● Exercise aim
For each line below that contains the word "Result", make a copy.

Data to process: Begin

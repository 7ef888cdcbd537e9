//! Rules engine entry points.
//!
//! `initialize`, `project` and `apply` are pure functions over `GameState`:
//! `apply` works on a copy and returns it, so a rejected action leaves the
//! caller's state untouched. `Engine` wraps them for a host that keeps one
//! live game and a seeded die source.

use rand::rngs::SmallRng;
use serde_json::Value;
use tracing::{debug, warn};

use crate::board::{GameState, Location, Phase, Role, Side, STANCE_CHIT};
use crate::config::{Options, Rules, SetupError, STANDARD_SCENARIO};
use crate::dice::{Dice, RngDice};
use crate::movegen::movement::overstacked_spaces;
use crate::movegen::{legal_actions, LegalActions};
use crate::protocol::action::{Action, Verb};
use crate::protocol::view::View;
use crate::resolve::{combat, event, phase, RuleError};

/// Creates a new game of the named scenario.
pub fn initialize(seed: u64, scenario: &str, options: &Value) -> Result<GameState, SetupError> {
    if scenario != STANDARD_SCENARIO {
        return Err(SetupError::UnknownScenario(scenario.to_string()));
    }
    let options = Options::from_json(options)?;
    let mut state = GameState::new(seed, scenario, options);
    state.log(format!("{} begins.", scenario));
    Ok(state)
}

/// Returns what `role` sees of `state`.
pub fn project(state: &GameState, role: Role) -> View {
    View::new(state, role)
}

/// Applies a typed action for `role`, returning the successor state.
pub fn apply(
    state: &GameState,
    role: Role,
    action: &Action,
    dice: &mut dyn Dice,
) -> Result<GameState, RuleError> {
    if state.phase == Phase::GameOver {
        return Err(RuleError::GameOver);
    }
    let side = role.side().ok_or(RuleError::Observer)?;

    let legal = legal_actions(state, side);
    if !legal.permits(action) {
        return Err(rejection(state, side, &legal, action));
    }

    let mut next = state.clone();
    if action.is_undo_tracked() {
        let snapshot = next.snapshot();
        next.undo.push(snapshot);
    }
    dispatch(&mut next, side, action, dice)?;
    debug!(verb = %action.verb(), phase = next.phase.id(), "applied");
    Ok(next)
}

/// Parses and applies a verb with an optional argument.
///
/// Unknown verbs leave the state unchanged.
pub fn apply_verb(
    state: &GameState,
    role: Role,
    verb: &str,
    arg: Option<&str>,
    dice: &mut dyn Dice,
) -> Result<GameState, RuleError> {
    match Action::parse(verb, arg)? {
        Some(action) => apply(state, role, &action, dice),
        None => {
            debug!(verb, "ignoring unknown verb");
            Ok(state.clone())
        }
    }
}

/// Picks the most specific reason an action is not permitted.
fn rejection(state: &GameState, side: Side, legal: &LegalActions, action: &Action) -> RuleError {
    let verb = action.verb();

    if verb == Verb::Undo {
        return if state.undo.is_empty() {
            RuleError::NothingToUndo
        } else {
            RuleError::NotYourTurn(side.name())
        };
    }
    if state.active() != Some(side) {
        return RuleError::NotYourTurn(side.name());
    }
    if verb == Verb::EndElimination {
        if let Some(space) = overstacked_spaces(state).first() {
            return RuleError::StillOverstacked(*space);
        }
    }
    if legal.contains(verb) {
        return RuleError::IllegalArgument {
            verb,
            arg: action.arg_id().unwrap_or_default(),
        };
    }
    let needs_selection = matches!(
        verb,
        Verb::Deselect | Verb::Place | Verb::Move | Verb::Stop | Verb::Target
    );
    if needs_selection && state.selected.is_none() {
        return RuleError::NoSelection(verb);
    }
    RuleError::IllegalAction {
        verb,
        phase: state.phase.id(),
    }
}

/// Mutates `state` for an action already checked against the legal set.
fn dispatch(
    state: &mut GameState,
    side: Side,
    action: &Action,
    dice: &mut dyn Dice,
) -> Result<(), RuleError> {
    match *action {
        Action::SetStance(stance) => {
            state.stance = Some(stance);
            state.set_location(STANCE_CHIT, Some(Location::Track(stance.slot())));
            state.log(format!("German stance: {}.", stance.name()));
        }
        Action::Select(unit) => state.selected = Some(unit),
        Action::Deselect => state.selected = None,
        Action::Place(space) => {
            let unit = state.selected.take().ok_or(RuleError::NoSelection(Verb::Place))?;
            state.set_location(unit, Some(Location::Map(space)));
            state.log(format!("{} set up in {}.", unit, space.name()));
        }
        Action::Undo => {
            let snapshot = state.undo.pop().ok_or(RuleError::NothingToUndo)?;
            state.restore(snapshot);
        }
        Action::EndSetup => phase::end_setup(state),
        Action::RollEvent => event::roll_event(state, dice),
        Action::ChooseNavy => event::choose_navy(state),
        Action::ChooseShipping => event::choose_shipping(state),
        Action::RollEvacuation => event::roll_evacuation(state, dice),
        Action::RollReaction => event::roll_reaction(state, dice),
        Action::Move(to) => {
            let unit = state.selected.ok_or(RuleError::NoSelection(Verb::Move))?;
            state.set_location(unit, Some(Location::Map(to)));
            state.moved[unit.index()] += 1;
            state.log(format!("{} moves to {}.", unit, to.name()));
            if state.moved[unit.index()] >= Rules::MOVEMENT_ALLOWANCE {
                state.selected = None;
            }
        }
        Action::Stop => {
            let unit = state.selected.take().ok_or(RuleError::NoSelection(Verb::Stop))?;
            state.moved[unit.index()] = Rules::MOVEMENT_ALLOWANCE;
        }
        Action::EndMovement => phase::end_movement(state, side),
        Action::Eliminate(unit) => {
            state.set_location(unit, None);
            state.log(format!("{} is eliminated from an overstacked space.", unit));
        }
        Action::EndElimination => phase::after_movement(state, side),
        Action::Target(target) => {
            let attacker = state.selected.ok_or(RuleError::NoSelection(Verb::Target))?;
            combat::declare(state, attacker, target)?;
        }
        Action::EndCombatSetup => phase::end_combat_setup(state, side),
        Action::RollCombat => combat::roll_combat(state, side, dice)?,
        Action::NextAttack => combat::next_attack(state, side),
        Action::Retreat(to) => combat::retreat(state, to)?,
        Action::DoneAdvance => combat::done_advance(state)?,
        Action::AdvanceTo(unit) => combat::advance_to(state, unit)?,
        Action::EndCombat => combat::end_combat(state, side),
    }
    Ok(())
}

/// A single live game driven by a host.
pub struct Engine {
    state: GameState,
    dice: RngDice<SmallRng>,
}

impl Engine {
    /// Starts a game; dice are seeded from `seed`.
    pub fn new(seed: u64, scenario: &str, options: &Value) -> Result<Self, SetupError> {
        Ok(Engine {
            state: initialize(seed, scenario, options)?,
            dice: RngDice::seeded(seed),
        })
    }

    pub fn state(&self) -> &GameState {
        &self.state
    }

    pub fn view(&self, role: Role) -> View {
        project(&self.state, role)
    }

    /// Applies an action from `role`. On error the game is unchanged.
    pub fn act(&mut self, role: Role, verb: &str, arg: Option<&str>) -> Result<(), RuleError> {
        match apply_verb(&self.state, role, verb, arg, &mut self.dice) {
            Ok(next) => {
                self.state = next;
                Ok(())
            }
            Err(e) => {
                warn!(role = role.name(), verb, error = %e, "action rejected");
                Err(e)
            }
        }
    }
}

Data to process: End

● Finished task
pub fn initialize(seed: u64, scenario: &str, options: &Value) -> Result<GameState, SetupError> {
) -> Result<GameState, RuleError> {
) -> Result<GameState, RuleError> {
) -> Result<(), RuleError> {
    pub fn new(seed: u64, scenario: &str, options: &Value) -> Result<Self, SetupError> {
    pub fn act(&mut self, role: Role, verb: &str, arg: Option<&str>) -> Result<(), RuleError> {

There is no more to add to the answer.